Up to and including the line containing "use taskforge::orchestrator::Orchestrator;", please reproduce the lines of the listing below, starting from the top.

┄┄┄┄┄┄┄┄┄┄

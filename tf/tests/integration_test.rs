//! End-to-end tests for the orchestration core
//!
//! These drive the full stack - rule-based analyzer, gate injection, graph
//! engine, scheduler, subprocess driver - against shell one-liners standing
//! in for the specialist tool.

use std::sync::Arc;
use std::time::Duration;

use taskforge::config::Config;
use taskforge::domain::{Request, TaskStatus};
use taskforge::events::Event;
use taskforge::orchestrator::Orchestrator;
use taskforge::scheduler::RunOutcome;
use taskforge::RuleBasedPlanner;
use tempfile::tempdir;

const PASS_WORKER: &str = r#"cat > /dev/null; echo working; echo '{"passed": true, "qualityScore": 0.95}'"#;

fn config_with_worker(script: &str) -> Arc<Config> {
    let temp = tempdir().expect("tempdir");
    Arc::new(Config {
        data_dir: Some(temp.keep()),
        worker_command: "sh".to_string(),
        worker_args: vec!["-c".to_string(), script.to_string()],
        tick_interval_ms: 20,
        cancellation_grace_ms: 1_000,
        ..Config::default()
    })
}

fn orchestrator(config: &Arc<Config>) -> Orchestrator {
    Orchestrator::new(Arc::clone(config), Arc::new(RuleBasedPlanner::new()))
}

async fn run_to_outcome(orchestrator: &Orchestrator, project_id: &str) -> RunOutcome {
    orchestrator.start_project(project_id).await.expect("start");
    tokio::time::timeout(Duration::from_secs(60), orchestrator.wait_for_project(project_id))
        .await
        .expect("run should finish in time")
        .expect("wait")
}

#[tokio::test]
async fn test_full_run_completes_with_gates() {
    let config = config_with_worker(PASS_WORKER);
    let orchestrator = orchestrator(&config);

    let project_id = orchestrator
        .create_project(Request::new("employee onboarding portal"))
        .await
        .expect("create");

    let outcome = run_to_outcome(&orchestrator, &project_id).await;
    assert_eq!(outcome, RunOutcome::Completed);

    let status = orchestrator.get_project_status(&project_id).await.unwrap();
    assert_eq!(status.status, "completed");
    assert_eq!(status.failed_count, 0);
    assert_eq!(status.critical_path_remaining, 0);
}

#[tokio::test]
async fn test_gates_complete_before_dependents_start() {
    // Every original dependent must wait for its predecessor's review and
    // QA checkpoints, not just the predecessor itself.
    let config = config_with_worker(PASS_WORKER);
    let orchestrator = orchestrator(&config);

    let project_id = orchestrator
        .create_project(Request::new("employee onboarding portal"))
        .await
        .expect("create");
    let outcome = run_to_outcome(&orchestrator, &project_id).await;
    assert_eq!(outcome, RunOutcome::Completed);

    let (snapshot, _) = orchestrator.subscribe_events(&project_id).await.unwrap();
    let by_id = |id: &str| snapshot.nodes.iter().find(|t| t.id == id).unwrap();

    for task in snapshot.nodes.iter().filter(|t| t.is_standard()) {
        let review = by_id(&format!("{}-review", task.id));
        let qa = by_id(&format!("{}-qa", task.id));
        assert_eq!(review.status, TaskStatus::Completed);
        assert_eq!(qa.status, TaskStatus::Completed);

        // Any standard task depending on this one (through its QA gate)
        // started only after the QA gate completed.
        let qa_done = qa.completed_at.expect("qa completion time");
        for dependent in snapshot.nodes.iter().filter(|t| t.is_standard()) {
            if dependent.depends_on(&qa.id) {
                let started = dependent.started_at.expect("dependent start time");
                assert!(
                    started >= qa_done,
                    "{} started before {} completed",
                    dependent.id,
                    qa.id
                );
            }
        }
    }
}

#[tokio::test]
async fn test_rework_cycle_recovers() {
    // The code review for the database task rejects the first attempt and
    // accepts the second; the run still completes and the attempt counter
    // records one rework cycle.
    let state = tempdir().expect("state dir");
    let marker = state.path().join("rejected-once");
    let script = format!(
        r#"input=$(cat)
case "$input" in
  *"Code review: Implement hr-store"*)
    if [ ! -f {marker} ]; then
      touch {marker}
      echo '{{"passed": false, "qualityScore": 0.5, "findings": [{{"severity": "medium", "message": "missing index"}}]}}'
    else
      echo '{{"passed": true, "qualityScore": 0.92}}'
    fi ;;
  *)
    echo '{{"passed": true, "qualityScore": 0.95}}' ;;
esac"#,
        marker = marker.display()
    );
    let config = config_with_worker(&script);
    let orchestrator = orchestrator(&config);

    let project_id = orchestrator
        .create_project(Request::new("employee onboarding portal"))
        .await
        .expect("create");

    let (_, mut events) = orchestrator.subscribe_events(&project_id).await.unwrap();
    let outcome = run_to_outcome(&orchestrator, &project_id).await;
    assert_eq!(outcome, RunOutcome::Completed);

    let (snapshot, _) = orchestrator.subscribe_events(&project_id).await.unwrap();
    let db_task = snapshot
        .nodes
        .iter()
        .find(|t| t.id == "task-hr-database")
        .expect("database task");
    assert_eq!(db_task.status, TaskStatus::Completed);
    assert_eq!(db_task.attempt_count, 1);
    assert!(db_task.description.contains("missing index"));

    let mut saw_rework = false;
    let mut saw_checkpoint_failed = false;
    while let Ok(event) = events.try_recv() {
        match event {
            Event::ReworkRequested { task_id, attempt, .. } => {
                assert_eq!(task_id, "task-hr-database");
                assert_eq!(attempt, 1);
                saw_rework = true;
            }
            Event::CheckpointFailed { .. } => saw_checkpoint_failed = true,
            _ => {}
        }
    }
    assert!(saw_rework, "expected a rework_requested event");
    assert!(saw_checkpoint_failed, "expected a checkpoint_failed event");
}

#[tokio::test]
async fn test_cancellation_mid_run() {
    // Workers hang; cancelling must terminate them, skip the remaining
    // graph and emit exactly one project_cancelled event.
    let config = config_with_worker("cat > /dev/null; sleep 60");
    let orchestrator = orchestrator(&config);

    let project_id = orchestrator
        .create_project(Request::new("invoice tracker api only"))
        .await
        .expect("create");
    let (_, mut events) = orchestrator.subscribe_events(&project_id).await.unwrap();

    orchestrator.start_project(&project_id).await.expect("start");
    tokio::time::sleep(Duration::from_millis(500)).await;
    orchestrator.cancel_project(&project_id).await.expect("cancel");

    let outcome = tokio::time::timeout(Duration::from_secs(15), orchestrator.wait_for_project(&project_id))
        .await
        .expect("cancellation should finish within the grace period")
        .expect("wait");
    assert_eq!(outcome, RunOutcome::Cancelled);

    let (snapshot, _) = orchestrator.subscribe_events(&project_id).await.unwrap();
    assert!(
        snapshot
            .nodes
            .iter()
            .all(|t| matches!(t.status, TaskStatus::Skipped)),
        "every task should be skipped after cancellation"
    );

    let mut cancelled = 0;
    let mut completed_tasks = 0;
    while let Ok(event) = events.try_recv() {
        match event {
            Event::ProjectCancelled { .. } => cancelled += 1,
            Event::TaskCompleted { .. } => completed_tasks += 1,
            _ => {}
        }
    }
    assert_eq!(cancelled, 1);
    assert_eq!(completed_tasks, 0, "no task may complete during cancellation");
}

#[tokio::test]
async fn test_loop_detection_aborts_run() {
    // Reviews never pass: the rework loop spins until the invocation cap
    // trips loop detection.
    let always_fail = r#"input=$(cat)
case "$input" in
  *"Code review"*) echo '{"passed": false, "qualityScore": 0.2}' ;;
  *) echo '{"passed": true, "qualityScore": 0.95}' ;;
esac"#;
    let temp = tempdir().expect("tempdir");
    let config = Arc::new(Config {
        data_dir: Some(temp.keep()),
        worker_command: "sh".to_string(),
        worker_args: vec!["-c".to_string(), always_fail.to_string()],
        global_max_invocations: 6,
        tick_interval_ms: 20,
        ..Config::default()
    });
    let orchestrator = orchestrator(&config);

    let project_id = orchestrator
        .create_project(Request::new("invoice tracker api only"))
        .await
        .expect("create");

    let outcome = run_to_outcome(&orchestrator, &project_id).await;
    match outcome {
        RunOutcome::Failed { error, .. } => {
            assert_eq!(error, taskforge::ErrorKind::LoopDetected)
        }
        other => panic!("expected loop detection, got {:?}", other),
    }
}

#[tokio::test]
async fn test_event_log_persisted() {
    let config = config_with_worker(PASS_WORKER);
    let orchestrator = orchestrator(&config);

    let project_id = orchestrator
        .create_project(Request::new("helpdesk triage api only"))
        .await
        .expect("create");
    let outcome = run_to_outcome(&orchestrator, &project_id).await;
    assert_eq!(outcome, RunOutcome::Completed);

    // The event logger persists through the project store; the terminal
    // event flushes the log.
    tokio::time::sleep(Duration::from_millis(300)).await;
    let store = graphstore::ProjectStore::open(config.project_dir(&project_id)).unwrap();
    let events = store.read_events().unwrap();
    assert!(!events.is_empty());
    let kinds: Vec<&str> = events.iter().filter_map(|e| e["kind"].as_str()).collect();
    assert!(kinds.contains(&"task_started"));
    assert!(kinds.contains(&"checkpoint_completed"));
    assert_eq!(*kinds.last().unwrap(), "project_completed");
}

#[tokio::test]
async fn test_snapshots_written_during_run() {
    let config = config_with_worker(PASS_WORKER);
    let orchestrator = orchestrator(&config);

    let project_id = orchestrator
        .create_project(Request::new("helpdesk triage api only"))
        .await
        .expect("create");
    let outcome = run_to_outcome(&orchestrator, &project_id).await;
    assert_eq!(outcome, RunOutcome::Completed);

    tokio::time::sleep(Duration::from_millis(300)).await;
    let store = graphstore::ProjectStore::open(config.project_dir(&project_id)).unwrap();
    let names = store.list_checkpoints().unwrap();
    assert!(names.contains(&"initialized".to_string()));
    assert!(names.contains(&"executionStart".to_string()));
    assert!(names.contains(&"lastSuccessfulNode".to_string()));
}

┄┄┄┄┄┄┄┄┄┄

### TASK RESULT:
filename tf/tests/integration_test.rs
//! End-to-end tests for the orchestration core
//!
//! These drive the full stack - rule-based analyzer, gate injection, graph
//! engine, scheduler, subprocess driver - against shell one-liners standing
//! in for the specialist tool.

use std::sync::Arc;
use std::time::Duration;

use taskforge::config::Config;
use taskforge::domain::{Request, TaskStatus};
use taskforge::events::Event;
use taskforge::orchestrator::Orchestrator;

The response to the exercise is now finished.